**WHAT IS REQUIRED:** Write out every entry exactly as it appears.
MATERIALS PROVIDED Start Marker
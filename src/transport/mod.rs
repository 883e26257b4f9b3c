//! Transports that carry NTLM tokens to an endpoint
//!
//! A transport knows how to deliver the NEGOTIATE token, bring back the
//! server CHALLENGE, and deliver the final AUTHENTICATE token. Protocol
//! verdicts (HTTP status, LDAP result code) are returned uninterpreted;
//! classification lives with the probers.

pub(crate) mod ber;
pub mod http;
pub mod ldap;

use async_trait::async_trait;

pub use http::HttpTransport;
pub use ldap::LdapTransport;

/// Final verdict of an authenticated exchange, per protocol
#[derive(Debug, Clone, PartialEq, Eq)]
pub enum TransportResponse {
    /// HTTP status of the response to the AUTHENTICATE request
    Http { status: u16 },

    /// LDAP bind result of the final SASL leg
    LdapBind {
        result_code: u32,
        server_message: String,
    },
}

/// Carrier for one NTLM handshake
#[async_trait]
pub trait NtlmTransport: Send {
    /// Deliver the NEGOTIATE token and return the raw server CHALLENGE
    async fn negotiate(&mut self, token: &[u8]) -> crate::Result<Vec<u8>>;

    /// Deliver the AUTHENTICATE token and return the protocol verdict
    async fn authenticate(&mut self, token: &[u8]) -> crate::Result<TransportResponse>;
}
MATERIALS PROVIDED End Marker
**EXERCISE OUTPUT:**
filename src/transport/mod.rs
repository 883e26257b4f9b3c
//! Transports that carry NTLM tokens to an endpoint
//!
//! A transport knows how to deliver the NEGOTIATE token, bring back the
//! server CHALLENGE, and deliver the final AUTHENTICATE token. Protocol
//! verdicts (HTTP status, LDAP result code) are returned uninterpreted;
//! classification lives with the probers.

pub(crate) mod ber;
pub mod http;
pub mod ldap;

use async_trait::async_trait;

pub use http::HttpTransport;
pub use ldap::LdapTransport;

/// Final verdict of an authenticated exchange, per protocol
#[derive(Debug, Clone, PartialEq, Eq)]
pub enum TransportResponse {
    /// HTTP status of the response to the AUTHENTICATE request
    Http { status: u16 },

    /// LDAP bind result of the final SASL leg
    LdapBind {
        result_code: u32,
        server_message: String,
    },
}

/// Carrier for one NTLM handshake
#[async_trait]
pub trait NtlmTransport: Send {
    /// Deliver the NEGOTIATE token and return the raw server CHALLENGE
    async fn negotiate(&mut self, token: &[u8]) -> crate::Result<Vec<u8>>;

    /// Deliver the AUTHENTICATE token and return the protocol verdict
    async fn authenticate(&mut self, token: &[u8]) -> crate::Result<TransportResponse>;
}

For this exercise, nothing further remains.